EXERCISE PROMPT:
Please print the data again exactly as given.

====== DATA SHOWN

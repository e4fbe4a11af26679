//! Execution of a composed plugin list against markup.

use crate::convert;
use crate::error::SvoptError;
use crate::parse::parse_svg;
use crate::passes;
use crate::pathdata;
use crate::plugin::{Plugin, PluginSpec};
use crate::serialize::serialize;
use crate::tree::Document;

/// Whether the pipeline re-runs against its own output.
#[derive(Debug, Clone, Copy, PartialEq, Eq, Default)]
pub enum Passes {
    Single,
    /// Re-run until a fixed point or the pass limit. Catches reductions only
    /// visible after a prior pass simplified structure (merged paths exposing
    /// empty containers, for instance).
    #[default]
    Multi,
}

const MAX_PASSES: usize = 10;

/// Run the ordered plugin list against `markup`.
///
/// Override-by-recurrence is a documented contract of this engine: the list
/// may name a transformation more than once, execution order is the order of
/// each name's first occurrence, and the LAST occurrence of a name supplies
/// its active flag and configuration. Failure is all-or-nothing; no
/// partially transformed markup is ever returned.
pub fn execute(markup: &str, specs: &[PluginSpec], passes: Passes) -> Result<String, SvoptError> {
    let plugins = resolve(specs).map_err(SvoptError::into_engine_failure)?;

    let limit = match passes {
        Passes::Single => 1,
        Passes::Multi => MAX_PASSES,
    };

    let mut current = markup.to_string();
    for _ in 0..limit {
        let mut doc = parse_svg(&current).map_err(SvoptError::into_engine_failure)?;
        for plugin in &plugins {
            apply(plugin, &mut doc);
        }
        let output = serialize(&doc);
        if output == current {
            break;
        }
        current = output;
    }

    Ok(current)
}

/// Structural well-formedness check: a zero-plugin single pass. Advisory
/// only, and never propagates an error.
pub fn is_valid(markup: &str) -> bool {
    execute(markup, &[], Passes::Single).is_ok()
}

/// Collapse a plugin list to the transformations that actually run, applying
/// the override-by-recurrence rule, then validate each survivor.
fn resolve(specs: &[PluginSpec]) -> Result<Vec<Plugin>, SvoptError> {
    let mut resolved: Vec<PluginSpec> = Vec::new();

    for spec in specs {
        match resolved
            .iter_mut()
            .find(|s| s.plugin.name() == spec.plugin.name())
        {
            Some(existing) => *existing = spec.clone(),
            None => resolved.push(spec.clone()),
        }
    }

    resolved
        .into_iter()
        .filter(|s| s.active)
        .map(|s| validate(s.plugin))
        .collect()
}

fn validate(plugin: Plugin) -> Result<Plugin, SvoptError> {
    match &plugin {
        Plugin::Custom { name, .. } => {
            return Err(SvoptError::UnknownPlugin(name.clone()));
        }
        Plugin::ConvertPathData(cfg) => {
            if cfg.precision > 8 {
                return Err(SvoptError::InvalidParams {
                    plugin: plugin.name().to_string(),
                    reason: format!("precision {} out of range (0-8)", cfg.precision),
                });
            }
        }
        Plugin::RemoveAttrs(cfg) => {
            if cfg.patterns.is_empty() {
                return Err(SvoptError::InvalidParams {
                    plugin: plugin.name().to_string(),
                    reason: "patterns must not be empty".into(),
                });
            }
            if let Some(bad) = cfg.patterns.iter().find(|p| p.trim_end_matches('*').is_empty()) {
                return Err(SvoptError::InvalidParams {
                    plugin: plugin.name().to_string(),
                    reason: format!("pattern {:?} matches every attribute", bad),
                });
            }
        }
        _ => {}
    }
    Ok(plugin)
}

fn apply(plugin: &Plugin, doc: &mut Document) {
    match plugin {
        Plugin::RemoveComments => passes::remove_comments(doc),
        Plugin::RemoveDoctype => passes::remove_doctype(doc),
        Plugin::RemoveXmlProcInst => passes::remove_xml_proc_inst(doc),
        Plugin::RemoveMetadata => passes::remove_metadata(doc),
        Plugin::RemoveTitle => passes::remove_title(doc),
        Plugin::RemoveDesc => passes::remove_desc(doc),
        Plugin::RemoveEditorsNsData => passes::remove_editors_ns_data(doc),
        Plugin::RemoveEmptyAttrs => passes::remove_empty_attrs(doc),
        Plugin::RemoveHiddenElems => passes::remove_hidden_elems(doc),
        Plugin::RemoveEmptyText => passes::remove_empty_text(doc),
        Plugin::RemoveEmptyContainers => passes::remove_empty_containers(doc),
        Plugin::ConvertStyleToAttrs => convert::convert_style_to_attrs(doc),
        Plugin::ConvertColors => convert::convert_colors(doc),
        Plugin::ConvertPathData(cfg) => pathdata::convert_path_data(doc, cfg.precision),
        Plugin::ConvertTransform => convert::convert_transform(doc),
        Plugin::RemoveUnknownsAndDefaults => passes::remove_unknowns_and_defaults(doc),
        Plugin::RemoveNonInheritableGroupAttrs => passes::remove_non_inheritable_group_attrs(doc),
        Plugin::RemoveUselessStrokeAndFill => passes::remove_useless_stroke_and_fill(doc),
        Plugin::MergePaths => passes::merge_paths(doc),
        Plugin::RemoveDimensions => passes::remove_dimensions(doc),
        Plugin::RemoveViewBox => passes::remove_view_box(doc),
        Plugin::SortAttrs => convert::sort_attrs(doc),
        Plugin::RemoveAttrs(cfg) => convert::remove_attrs(doc, &cfg.patterns),
        // Filtered out during resolution.
        Plugin::Custom { .. } => {}
    }
}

============

ANSWER FOR THE TASK:
repository e4fbe4a11af26679
//! Execution of a composed plugin list against markup.

use crate::convert;
use crate::error::SvoptError;
use crate::parse::parse_svg;
use crate::passes;
use crate::pathdata;
use crate::plugin::{Plugin, PluginSpec};
use crate::serialize::serialize;
use crate::tree::Document;

/// Whether the pipeline re-runs against its own output.
#[derive(Debug, Clone, Copy, PartialEq, Eq, Default)]
pub enum Passes {
    Single,
    /// Re-run until a fixed point or the pass limit. Catches reductions only
    /// visible after a prior pass simplified structure (merged paths exposing
    /// empty containers, for instance).
    #[default]
    Multi,
}

const MAX_PASSES: usize = 10;

/// Run the ordered plugin list against `markup`.
///
/// Override-by-recurrence is a documented contract of this engine: the list
/// may name a transformation more than once, execution order is the order of
/// each name's first occurrence, and the LAST occurrence of a name supplies
/// its active flag and configuration. Failure is all-or-nothing; no
/// partially transformed markup is ever returned.
pub fn execute(markup: &str, specs: &[PluginSpec], passes: Passes) -> Result<String, SvoptError> {
    let plugins = resolve(specs).map_err(SvoptError::into_engine_failure)?;

    let limit = match passes {
        Passes::Single => 1,
        Passes::Multi => MAX_PASSES,
    };

    let mut current = markup.to_string();
    for _ in 0..limit {
        let mut doc = parse_svg(&current).map_err(SvoptError::into_engine_failure)?;
        for plugin in &plugins {
            apply(plugin, &mut doc);
        }
        let output = serialize(&doc);
        if output == current {
            break;
        }
        current = output;
    }

    Ok(current)
}

/// Structural well-formedness check: a zero-plugin single pass. Advisory
/// only, and never propagates an error.
pub fn is_valid(markup: &str) -> bool {
    execute(markup, &[], Passes::Single).is_ok()
}

/// Collapse a plugin list to the transformations that actually run, applying
/// the override-by-recurrence rule, then validate each survivor.
fn resolve(specs: &[PluginSpec]) -> Result<Vec<Plugin>, SvoptError> {
    let mut resolved: Vec<PluginSpec> = Vec::new();

    for spec in specs {
        match resolved
            .iter_mut()
            .find(|s| s.plugin.name() == spec.plugin.name())
        {
            Some(existing) => *existing = spec.clone(),
            None => resolved.push(spec.clone()),
        }
    }

    resolved
        .into_iter()
        .filter(|s| s.active)
        .map(|s| validate(s.plugin))
        .collect()
}

fn validate(plugin: Plugin) -> Result<Plugin, SvoptError> {
    match &plugin {
        Plugin::Custom { name, .. } => {
            return Err(SvoptError::UnknownPlugin(name.clone()));
        }
        Plugin::ConvertPathData(cfg) => {
            if cfg.precision > 8 {
                return Err(SvoptError::InvalidParams {
                    plugin: plugin.name().to_string(),
                    reason: format!("precision {} out of range (0-8)", cfg.precision),
                });
            }
        }
        Plugin::RemoveAttrs(cfg) => {
            if cfg.patterns.is_empty() {
                return Err(SvoptError::InvalidParams {
                    plugin: plugin.name().to_string(),
                    reason: "patterns must not be empty".into(),
                });
            }
            if let Some(bad) = cfg.patterns.iter().find(|p| p.trim_end_matches('*').is_empty()) {
                return Err(SvoptError::InvalidParams {
                    plugin: plugin.name().to_string(),
                    reason: format!("pattern {:?} matches every attribute", bad),
                });
            }
        }
        _ => {}
    }
    Ok(plugin)
}

fn apply(plugin: &Plugin, doc: &mut Document) {
    match plugin {
        Plugin::RemoveComments => passes::remove_comments(doc),
        Plugin::RemoveDoctype => passes::remove_doctype(doc),
        Plugin::RemoveXmlProcInst => passes::remove_xml_proc_inst(doc),
        Plugin::RemoveMetadata => passes::remove_metadata(doc),
        Plugin::RemoveTitle => passes::remove_title(doc),
        Plugin::RemoveDesc => passes::remove_desc(doc),
        Plugin::RemoveEditorsNsData => passes::remove_editors_ns_data(doc),
        Plugin::RemoveEmptyAttrs => passes::remove_empty_attrs(doc),
        Plugin::RemoveHiddenElems => passes::remove_hidden_elems(doc),
        Plugin::RemoveEmptyText => passes::remove_empty_text(doc),
        Plugin::RemoveEmptyContainers => passes::remove_empty_containers(doc),
        Plugin::ConvertStyleToAttrs => convert::convert_style_to_attrs(doc),
        Plugin::ConvertColors => convert::convert_colors(doc),
        Plugin::ConvertPathData(cfg) => pathdata::convert_path_data(doc, cfg.precision),
        Plugin::ConvertTransform => convert::convert_transform(doc),
        Plugin::RemoveUnknownsAndDefaults => passes::remove_unknowns_and_defaults(doc),
        Plugin::RemoveNonInheritableGroupAttrs => passes::remove_non_inheritable_group_attrs(doc),
        Plugin::RemoveUselessStrokeAndFill => passes::remove_useless_stroke_and_fill(doc),
        Plugin::MergePaths => passes::merge_paths(doc),
        Plugin::RemoveDimensions => passes::remove_dimensions(doc),
        Plugin::RemoveViewBox => passes::remove_view_box(doc),
        Plugin::SortAttrs => convert::sort_attrs(doc),
        Plugin::RemoveAttrs(cfg) => convert::remove_attrs(doc, &cfg.patterns),
        // Filtered out during resolution.
        Plugin::Custom { .. } => {}
    }
}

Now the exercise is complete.